WHAT THIS TASK INVOLVES. Up to and including the line with "use crate::subprocess::verify_build;", restate the records below word for word, beginning with their first line.

Stored entries.
╭──

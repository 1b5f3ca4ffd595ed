use anyhow::Context;
use devdash_core::config::{Config, DATABASE_URL_ENV};
use devdash_core::store::PgProjectStore;
use std::path::Path;

/// Apply the versioned Postgres schema. Stores never do this on their own.
pub fn run(root: &Path, database_url: Option<String>) -> anyhow::Result<()> {
    let config = Config::load(root).context("failed to load config")?;
    let url = database_url
        .or_else(|| config.store.database_url())
        .with_context(|| {
            format!("no database URL: pass --database-url or set {DATABASE_URL_ENV}")
        })?;

    let rt = super::runtime()?;
    rt.block_on(async {
        let store = PgProjectStore::connect(&url, config.store.timeout())
            .await
            .context("failed to connect to database")?;
        store.migrate().await.context("migration failed")?;
        anyhow::Ok(())
    })?;

    println!("Schema is up to date.");
    Ok(())
}
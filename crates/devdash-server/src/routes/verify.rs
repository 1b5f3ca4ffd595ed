use axum::extract::State;
use axum::http::StatusCode;
use axum::Json;
use devdash_core::types::BuildReport;

use crate::state::AppState;
use crate::subprocess::verify_build;

/// POST /api/verify: run the configured build in the project root.
///
/// Always answers with a full report: 200 when the build passed, 500 when it
/// failed, could not start or timed out.
pub async fn verify(State(app): State<AppState>) -> (StatusCode, Json<BuildReport>) {
    let report = verify_build(&app.config.build, &app.root).await;
    let status = if report.success {
        StatusCode::OK
    } else {
        StatusCode::INTERNAL_SERVER_ERROR
    };
    (status, Json(report))
}
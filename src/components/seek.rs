//! Steering toward a fixed point.
//!
//! An entity with [`Seek`], [`MapPosition`] and
//! [`RigidBody`](super::rigidbody::RigidBody) eases toward
//! `(target_x, target_y)`: each axis gets its own [`move_to`](crate::motion::move_to)
//! step, so the body brakes early and stops on the target instead of
//! overshooting it. See [`crate::systems::seek`] for the update system.

use bevy_ecs::prelude::Component;

use crate::components::mapposition::MapPosition;
use crate::motion::MotionProfile;

/// Distance under which [`Seek::is_near`] reports arrival by default.
pub const DEFAULT_ARRIVE_DISTANCE: f32 = 0.5;

#[derive(Component, Clone, Copy, Debug)]
pub struct Seek {
    pub target_x: f32,
    pub target_y: f32,
    /// Speed cap and acceleration/deceleration rates.
    pub profile: MotionProfile,
    /// Distance under which the target counts as reached.
    pub arrive_distance: f32,
}

impl Seek {
    pub fn new(target_x: f32, target_y: f32, profile: MotionProfile) -> Self {
        Seek {
            target_x,
            target_y,
            profile,
            arrive_distance: DEFAULT_ARRIVE_DISTANCE,
        }
    }

    pub fn with_arrive_distance(mut self, distance: f32) -> Self {
        self.arrive_distance = distance;
        self
    }

    /// Move the target; the current velocity is kept and eased from.
    pub fn retarget(&mut self, target_x: f32, target_y: f32) {
        self.target_x = target_x;
        self.target_y = target_y;
    }

    pub fn is_near(&self, position: &MapPosition) -> bool {
        position.distance_to(self.target_x, self.target_y) <= self.arrive_distance
    }
}
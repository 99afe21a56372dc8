//! ECS resources made available to systems.
//!
//! Overview
//! - `effectpool` – pre-spawned effect entities handed out round-robin
//! - `kitconfig` – motion, pool and audio settings loaded from an INI file
//! - `mixer` – process-wide volume level and playback bookkeeping
//! - `worldtime` – simulation time and delta
pub mod effectpool;
pub mod kitconfig;
pub mod mixer;
pub mod worldtime;
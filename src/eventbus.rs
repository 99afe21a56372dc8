//! Per-object publish/subscribe.
//!
//! Any host type can carry an event registry by embedding an
//! `Option<EventBus<Self>>` and implementing [`Evented`]. The slot stays `None`
//! until the first subscription; [`off`] with no event name resets it to `None`.
//! Everything else goes through the free functions of this module:
//!
//! - [`on`] – subscribe a handler under an auto-generated key (`_0`, `_1`, ...)
//! - [`on_keyed`] – merge handlers under caller-chosen keys
//! - [`off`] – drop the whole registry, one event, or one handler
//! - [`trigger`] – call every handler of an event
//! - [`remove`] – mark a [`Lifecycle`] host dead and fire [`REMOVE_EVENT`]
//!
//! # Dispatch rules
//!
//! Handlers run in subscription order and receive the host and the payload.
//! [`trigger`] works on the handlers present when it was called: a handler
//! removed (or replaced) by an earlier handler of the same dispatch is skipped,
//! and handlers subscribed during the dispatch wait for the next one. A handler
//! whose return value converts to [`HandlerResult::Unsubscribe`] (for instance
//! `false`) is removed right after it returns.
//!
//! # Example
//! ```
//! use aberredkit::eventbus::{EventBus, Evented, on, trigger};
//!
//! #[derive(Default)]
//! struct Door {
//!     opened: u32,
//!     events: Option<EventBus<Door>>,
//! }
//!
//! impl Evented for Door {
//!     type Args = ();
//!     fn events(&self) -> Option<&EventBus<Self>> {
//!         self.events.as_ref()
//!     }
//!     fn events_mut(&mut self) -> &mut Option<EventBus<Self>> {
//!         &mut self.events
//!     }
//! }
//!
//! let mut door = Door::default();
//! on(&mut door, "open", |d: &mut Door, _: &()| d.opened += 1);
//! trigger(&mut door, "open", &());
//! trigger(&mut door, "open", &());
//! assert_eq!(door.opened, 2);
//! ```

use std::cell::RefCell;
use std::collections::hash_map::Entry;
use std::fmt;
use std::rc::Rc;
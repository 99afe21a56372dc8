//! Scalar helpers shared by the motion model and hosts.
//!
//! - [`sign`] – three-valued sign where zero stays zero
//! - [`clamp`] – two-branch clamp (lower bound checked first)
//! - [`randge`] / [`randge_with`] – uniform sample in `[from, to)`
//! - [`anchored_bounds`] – top-left rectangle of an anchored sprite

use fastrand::Rng;

/// Sign of `a` as `-1.0`, `0.0` or `1.0`. Zero is not treated as positive.
#[inline]
pub fn sign(a: f32) -> f32 {
    if a == 0.0 {
        0.0
    } else if a > 0.0 {
        1.0
    } else {
        -1.0
    }
}

/// Bound `a` to `[min, max]`.
///
/// The lower bound is checked first, then the upper one. No check is made
/// that `min <= max`; with inverted bounds the result is whatever these two
/// comparisons yield. Unlike `f32::clamp`, inverted bounds never panic.
#[inline]
pub fn clamp(a: f32, min: f32, max: f32) -> f32 {
    if a < min {
        return min;
    }
    if a > max {
        return max;
    }
    a
}

/// Uniform value in `[from, to)` drawn from the thread-local generator.
#[inline]
pub fn randge(from: f32, to: f32) -> f32 {
    from + fastrand::f32() * (to - from)
}

/// Same as [`randge`] but over a caller-owned generator, for reproducible runs.
#[inline]
pub fn randge_with(rng: &mut Rng, from: f32, to: f32) -> f32 {
    from + rng.f32() * (to - from)
}

/// Normalized pivot of a sprite, `(0, 0)` being its top-left corner.
#[derive(Clone, Copy, Debug, Default, PartialEq)]
pub struct Anchor {
    pub x: f32,
    pub y: f32,
}

/// Axis-aligned rectangle whose `x`/`y` is the top-left corner.
#[derive(Clone, Copy, Debug, Default, PartialEq)]
pub struct Bounds {
    pub x: f32,
    pub y: f32,
    pub width: f32,
    pub height: f32,
}

/// Convert an anchored position into a top-left rectangle.
///
/// A missing anchor behaves like `(0, 0)`.
pub fn anchored_bounds(x: f32, y: f32, width: f32, height: f32, anchor: Option<Anchor>) -> Bounds {
    let anchor = anchor.unwrap_or_default();
    Bounds {
        x: x - width * anchor.x,
        y: y - height * anchor.y,
        width,
        height,
    }
}

#[cfg(test)]
mod tests {
    use super::*;

    const EPSILON: f32 = 1e-6;

    fn approx_eq(a: f32, b: f32) -> bool {
        (a - b).abs() < EPSILON
    }

    #[test]
    fn test_sign_zero_is_zero() {
        assert_eq!(sign(0.0), 0.0);
        assert_eq!(sign(-0.0), 0.0);
    }

    #[test]
    fn test_sign_positive_and_negative() {
        for v in [f32::MIN_POSITIVE, 0.5, 1.0, 1234.0, f32::MAX] {
            assert_eq!(sign(v), 1.0, "sign({v})");
            assert_eq!(sign(-v), -1.0, "sign(-{v})");
        }
    }

    #[test]
    fn test_clamp_in_range_is_identity() {
        assert_eq!(clamp(0.5, 0.0, 1.0), 0.5);
        assert_eq!(clamp(0.0, 0.0, 1.0), 0.0);
        assert_eq!(clamp(1.0, 0.0, 1.0), 1.0);
    }

    #[test]
    fn test_clamp_bounds() {
        for a in [-100.0, -1.5, -1.0, 0.0, 2.0, 3.0, 99.0] {
            let r = clamp(a, -1.0, 2.0);
            assert!((-1.0..=2.0).contains(&r), "clamp({a}) = {r}");
        }
        assert_eq!(clamp(-3.0, -1.0, 2.0), -1.0);
        assert_eq!(clamp(5.0, -1.0, 2.0), 2.0);
    }

    #[test]
    fn test_clamp_inverted_bounds_checks_lower_first() {
        // min = 5, max = 1: anything below 5 returns 5, even though 5 > max.
        assert_eq!(clamp(3.0, 5.0, 1.0), 5.0);
        // 7 is not below 5 but is above 1.
        assert_eq!(clamp(7.0, 5.0, 1.0), 1.0);
    }

    #[test]
    fn test_randge_with_stays_in_range() {
        let mut rng = Rng::with_seed(7);
        for _ in 0..1000 {
            let v = randge_with(&mut rng, -2.0, 3.0);
            assert!((-2.0..3.0).contains(&v), "{v} out of range");
        }
    }

    #[test]
    fn test_randge_degenerate_range() {
        assert!(approx_eq(randge(4.0, 4.0), 4.0));
    }

    #[test]
    fn test_anchored_bounds_centered() {
        let b = anchored_bounds(100.0, 50.0, 20.0, 10.0, Some(Anchor { x: 0.5, y: 0.5 }));
        assert!(approx_eq(b.x, 90.0));
        assert!(approx_eq(b.y, 45.0));
        assert!(approx_eq(b.width, 20.0));
        assert!(approx_eq(b.height, 10.0));
    }

    #[test]
    fn test_anchored_bounds_without_anchor() {
        let b = anchored_bounds(3.0, 4.0, 8.0, 8.0, None);
        assert_eq!(b, Bounds { x: 3.0, y: 4.0, width: 8.0, height: 8.0 });
    }
}
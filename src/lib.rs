//! Aberred Kit library.
//!
//! Small runtime helpers for entities in a frame-stepped simulation loop:
//!
//! - [`math`] – `sign`, two-branch `clamp`, `randge`, anchored bounds
//! - [`motion`] – velocity easing (`acc_to`) and braking-distance arrival (`move_to`)
//! - [`pool`] – fixed-size round-robin [`Pool`](pool::Pool)
//! - [`eventbus`] – per-object `on`/`off`/`trigger`/`remove`
//!
//! The [`components`], [`resources`] and [`systems`] modules wire the motion
//! model and pools into a bevy_ecs world.

pub mod components;
pub mod eventbus;
pub mod math;
pub mod motion;
pub mod pool;
pub mod resources;
pub mod scenario;
pub mod systems;
//! ECS components for entities.
//!
//! Submodules overview:
//! - [`effect`] – recyclable visual effect with a restartable lifetime
//! - [`mapposition`] – world-space position (pivot) for an entity
//! - [`rigidbody`] – simple kinematic body storing velocity
//! - [`seek`] – steering target eased toward with a motion profile

pub mod effect;
pub mod mapposition;
pub mod rigidbody;
pub mod seek;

╰──

ANSWER BELOW.
repository 1b5f3ca4ffd595ed
use anyhow::Context;
use devdash_core::config::{Config, DATABASE_URL_ENV};
use devdash_core::store::PgProjectStore;
use std::path::Path;

/// Apply the versioned Postgres schema. Stores never do this on their own.
pub fn run(root: &Path, database_url: Option<String>) -> anyhow::Result<()> {
    let config = Config::load(root).context("failed to load config")?;
    let url = database_url
        .or_else(|| config.store.database_url())
        .with_context(|| {
            format!("no database URL: pass --database-url or set {DATABASE_URL_ENV}")
        })?;

    let rt = super::runtime()?;
    rt.block_on(async {
        let store = PgProjectStore::connect(&url, config.store.timeout())
            .await
            .context("failed to connect to database")?;
        store.migrate().await.context("migration failed")?;
        anyhow::Ok(())
    })?;

    println!("Schema is up to date.");
    Ok(())
}
filename crates/devdash-server/src/routes/verify.rs
repository 1b5f3ca4ffd595ed
use axum::extract::State;
use axum::http::StatusCode;
use axum::Json;
use devdash_core::types::BuildReport;

use crate::state::AppState;
use crate::subprocess::verify_build;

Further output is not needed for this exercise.